Ony’s breakfast arrived, and he poured syrup on top of the whipped cream. “Okay.…”
“You’re going to put my birth date on your tattoos—4/25/2007.” No one had ever proposed something like this before. But it was the only way I could think of to ensure Ony’s safety. At least this way he had a fighting chance. Brothers might still help him if he was “out good.”
Ony nodded; he looked relieved. His whole face relaxed. He shoveled a large bite into his mouth. Syrup dribbled onto his chin.

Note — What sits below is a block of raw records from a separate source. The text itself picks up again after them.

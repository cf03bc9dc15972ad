// Copyright (c) Contributors to the SPK project.
// SPDX-License-Identifier: Apache-2.0
// https://github.com/spkenv/spk

use std::sync::Arc;

use parking_lot::Mutex;

use super::dispatch::EventDispatcher;
use super::event::{ChangeEvent, NotifyFilters, RenameEvent, WatchErrorEvent};
use super::watcher::{WatchSubscriber, Watcher, WatcherConfig, WatcherCore};
use crate::fs::{ReadFileSystem, SharedFileSystem};
use crate::path::VfsPath;
use crate::Result;

#[cfg(test)]
#[path = "./aggregate_test.rs"]
mod aggregate_test;

/// Fans the events of any number of child watchers into one stream.
///
/// Children are typically watchers over different backends observing
/// the same logical path. Adding a child applies the aggregate's
/// current configuration to it; setting any configuration field
/// propagates the new value to every child before updating the cached
/// local copy. The child list is guarded by a mutex held for all
/// mutations and propagations. Removed children are dropped, which
/// detaches them from their backends.
pub struct AggregateWatcher {
    core: Arc<WatcherCore>,
    children: Mutex<Vec<Box<dyn Watcher>>>,
}

impl AggregateWatcher {
    pub fn new(fs: SharedFileSystem, path: VfsPath) -> Self {
        Self {
            core: WatcherCore::new(fs, path, Arc::new(EventDispatcher::new())),
            children: Mutex::new(Vec::new()),
        }
    }

    /// Attach a child watcher, bringing it in line with the aggregate's
    /// configuration and forwarding its events.
    pub fn add(&self, child: Box<dyn Watcher>) {
        let mut children = self.children.lock();
        let config = self.core.config();
        if let Err(err) = child.set_filter(&config.filter) {
            // the cached filter was validated when it was set
            tracing::warn!(?err, "child watcher rejected the aggregate filter");
        }
        child.set_notify_filters(config.notify_filters);
        child.set_include_subdirectories(config.include_subdirectories);
        child.set_buffer_size(config.buffer_size);
        child.set_enabled(config.enabled);
        child.subscribe(Arc::new(Forwarder {
            core: Arc::clone(&self.core),
        }));
        children.push(child);
    }

    /// Detach every child observing the given backend.
    pub fn remove(&self, fs: &SharedFileSystem) {
        let mut children = self.children.lock();
        children.retain(|child| child.filesystem().identity() != fs.identity());
    }

    /// Detach all children, optionally keeping those observing one
    /// backend.
    pub fn remove_all(&self, except: Option<&SharedFileSystem>) {
        let mut children = self.children.lock();
        match except {
            None => children.clear(),
            Some(fs) => {
                children.retain(|child| child.filesystem().identity() == fs.identity());
            }
        }
    }

    pub fn is_empty(&self) -> bool {
        self.children.lock().is_empty()
    }

    pub fn len(&self) -> usize {
        self.children.lock().len()
    }
}

struct Forwarder {
    core: Arc<WatcherCore>,
}

impl WatchSubscriber for Forwarder {
    fn created(&self, event: &ChangeEvent) {
        self.core.raise_created(event.path.clone());
    }

    fn deleted(&self, event: &ChangeEvent) {
        self.core.raise_deleted(event.path.clone());
    }

    fn changed(&self, event: &ChangeEvent) {
        self.core.raise_changed(event.path.clone());
    }

    fn renamed(&self, event: &RenameEvent) {
        self.core
            .raise_renamed(event.path.clone(), event.old_path.clone());
    }

    fn error(&self, event: &WatchErrorEvent) {
        self.core
            .raise_error(Arc::clone(&event.error), event.path.clone());
    }
}

impl Watcher for AggregateWatcher {
    fn filesystem(&self) -> SharedFileSystem {
        self.core.filesystem()
    }

    fn path(&self) -> VfsPath {
        self.core.path()
    }

    fn config(&self) -> WatcherConfig {
        self.core.config()
    }

    fn set_filter(&self, filter: &str) -> Result<()> {
        let children = self.children.lock();
        if self.core.config().filter == filter {
            return Ok(());
        }
        // validate once before touching any child
        crate::filter::SearchPattern::parse(filter)?;
        for child in children.iter() {
            child.set_filter(filter)?;
        }
        self.core.set_filter(filter)
    }

    fn set_notify_filters(&self, notify_filters: NotifyFilters) {
        let children = self.children.lock();
        if self.core.config().notify_filters == notify_filters {
            return;
        }
        for child in children.iter() {
            child.set_notify_filters(notify_filters);
        }
        self.core.set_notify_filters(notify_filters);
    }

    fn set_enabled(&self, enabled: bool) {
        let children = self.children.lock();
        if self.core.config().enabled == enabled {
            return;
        }
        for child in children.iter() {
            child.set_enabled(enabled);
        }
        self.core.set_enabled(enabled);
    }

    fn set_include_subdirectories(&self, include_subdirectories: bool) {
        let children = self.children.lock();
        if self.core.config().include_subdirectories == include_subdirectories {
            return;
        }
        for child in children.iter() {
            child.set_include_subdirectories(include_subdirectories);
        }
        self.core.set_include_subdirectories(include_subdirectories);
    }

    fn set_buffer_size(&self, buffer_size: usize) {
        let children = self.children.lock();
        if self.core.config().buffer_size == buffer_size {
            return;
        }
        for child in children.iter() {
            child.set_buffer_size(buffer_size);
        }
        self.core.set_buffer_size(buffer_size);
    }

    fn subscribe(&self, subscriber: Arc<dyn WatchSubscriber>) {
        self.core.subscribe(subscriber)
    }
}

impl std::fmt::Debug for AggregateWatcher {
    fn fmt(&self, f: &mut std::fmt::Formatter<'_>) -> std::fmt::Result {
        f.debug_struct("AggregateWatcher")
            .field("path", &self.core.path())
            .field("children", &self.children.lock().len())
            .finish()
    }
}
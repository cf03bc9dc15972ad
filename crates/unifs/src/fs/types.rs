// Copyright (c) Contributors to the SPK project.
// SPDX-License-Identifier: Apache-2.0
// https://github.com/spkenv/spk

use chrono::{DateTime, TimeZone, Utc};
use once_cell::sync::Lazy;

#[cfg(test)]
#[path = "./types_test.rs"]
mod types_test;

/// How a file is opened or created.
#[derive(Debug, Clone, Copy, PartialEq, Eq)]
pub enum OpenMode {
    /// Create the file, failing if it already exists
    CreateNew,
    /// Create the file, truncating it if it already exists
    Create,
    /// Open an existing file
    Open,
    /// Open the file, creating it if missing
    OpenOrCreate,
    /// Open an existing file and empty it
    Truncate,
    /// Open or create the file and position writes at its end
    Append,
}

impl OpenMode {
    /// True for modes that always create or destroy content and
    /// therefore require write access.
    pub fn requires_write(&self) -> bool {
        matches!(
            self,
            OpenMode::CreateNew | OpenMode::Create | OpenMode::Truncate | OpenMode::Append
        )
    }
}

#[derive(Debug, Clone, Copy, PartialEq, Eq)]
pub enum FileAccess {
    Read,
    Write,
    ReadWrite,
}

impl FileAccess {
    pub fn can_read(&self) -> bool {
        matches!(self, FileAccess::Read | FileAccess::ReadWrite)
    }

    pub fn can_write(&self) -> bool {
        matches!(self, FileAccess::Write | FileAccess::ReadWrite)
    }
}

/// Concurrent access granted to other openers of the same file.
///
/// Backends that cannot enforce sharing are free to ignore this.
#[derive(Debug, Clone, Copy, PartialEq, Eq)]
pub enum FileShare {
    None,
    Read,
    Write,
    ReadWrite,
    Delete,
}

/// The kind of entries produced by an enumeration.
#[derive(Debug, Clone, Copy, PartialEq, Eq)]
pub enum SearchTarget {
    File,
    Directory,
    Both,
}

impl SearchTarget {
    pub fn wants_files(&self) -> bool {
        matches!(self, SearchTarget::File | SearchTarget::Both)
    }

    pub fn wants_directories(&self) -> bool {
        matches!(self, SearchTarget::Directory | SearchTarget::Both)
    }
}

/// File attribute bits.
///
/// Backends store the bits they understand and silently ignore the
/// rest; unsupported bits must never cause a failure.
#[derive(Clone, Copy, Default, PartialEq, Eq, Hash)]
pub struct FileAttributes(u32);

impl FileAttributes {
    pub const READ_ONLY: FileAttributes = FileAttributes(0x0001);
    pub const HIDDEN: FileAttributes = FileAttributes(0x0002);
    pub const SYSTEM: FileAttributes = FileAttributes(0x0004);
    pub const DIRECTORY: FileAttributes = FileAttributes(0x0010);
    pub const ARCHIVE: FileAttributes = FileAttributes(0x0020);
    pub const DEVICE: FileAttributes = FileAttributes(0x0040);
    pub const NORMAL: FileAttributes = FileAttributes(0x0080);
    pub const TEMPORARY: FileAttributes = FileAttributes(0x0100);
    pub const SPARSE_FILE: FileAttributes = FileAttributes(0x0200);
    pub const REPARSE_POINT: FileAttributes = FileAttributes(0x0400);
    pub const COMPRESSED: FileAttributes = FileAttributes(0x0800);
    pub const OFFLINE: FileAttributes = FileAttributes(0x1000);
    pub const NOT_CONTENT_INDEXED: FileAttributes = FileAttributes(0x2000);
    pub const ENCRYPTED: FileAttributes = FileAttributes(0x4000);

    pub fn empty() -> FileAttributes {
        FileAttributes(0)
    }

    pub fn is_empty(&self) -> bool {
        self.0 == 0
    }

    pub fn contains(&self, other: FileAttributes) -> bool {
        self.0 & other.0 == other.0
    }

    pub fn bits(&self) -> u32 {
        self.0
    }
}

impl std::ops::BitOr for FileAttributes {
    type Output = FileAttributes;

    fn bitor(self, rhs: Self) -> Self::Output {
        FileAttributes(self.0 | rhs.0)
    }
}

impl std::ops::BitOrAssign for FileAttributes {
    fn bitor_assign(&mut self, rhs: Self) {
        self.0 |= rhs.0;
    }
}

impl std::ops::BitAnd for FileAttributes {
    type Output = FileAttributes;

    fn bitand(self, rhs: Self) -> Self::Output {
        FileAttributes(self.0 & rhs.0)
    }
}

impl std::fmt::Debug for FileAttributes {
    fn fmt(&self, f: &mut std::fmt::Formatter<'_>) -> std::fmt::Result {
        write!(f, "FileAttributes({:#06x})", self.0)
    }
}

/// The timestamp reported for paths that do not exist or whose backend
/// does not record the requested time.
pub fn default_file_time() -> DateTime<Utc> {
    static SENTINEL: Lazy<DateTime<Utc>> = Lazy::new(|| {
        Utc.with_ymd_and_hms(1601, 1, 1, 0, 0, 0)
            .single()
            .expect("the sentinel timestamp is a valid date")
    });
    *SENTINEL
}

“You’re a gentleman, gangster.”
“I try to be at least fifty percent good.”
* * *
That’s why I practiced balance; for every evil act committed, it was critical that I did something good (Respect + Fairness−Ruthlessness=Happiness). So when Rose showed up like nightshade after parties, dressed in fitted jeans, stiletto heels, and impeccably sprayed hair, reeking of desperation, it was difficult to be cruel.
“Hi.” She waved her perfectly manicured nails. I noticed things like fingers and toes. Extremities reflected a person’s insides: If nails were cracked, chipped, or fungus-black, I knew the person was mostly dead.
Rose interrupted my conversation with Bastardo and unwittingly broke Club Rule #36: A citizen never interrupts when Outlaws are speaking. And so began “The Dilemma with Rose.”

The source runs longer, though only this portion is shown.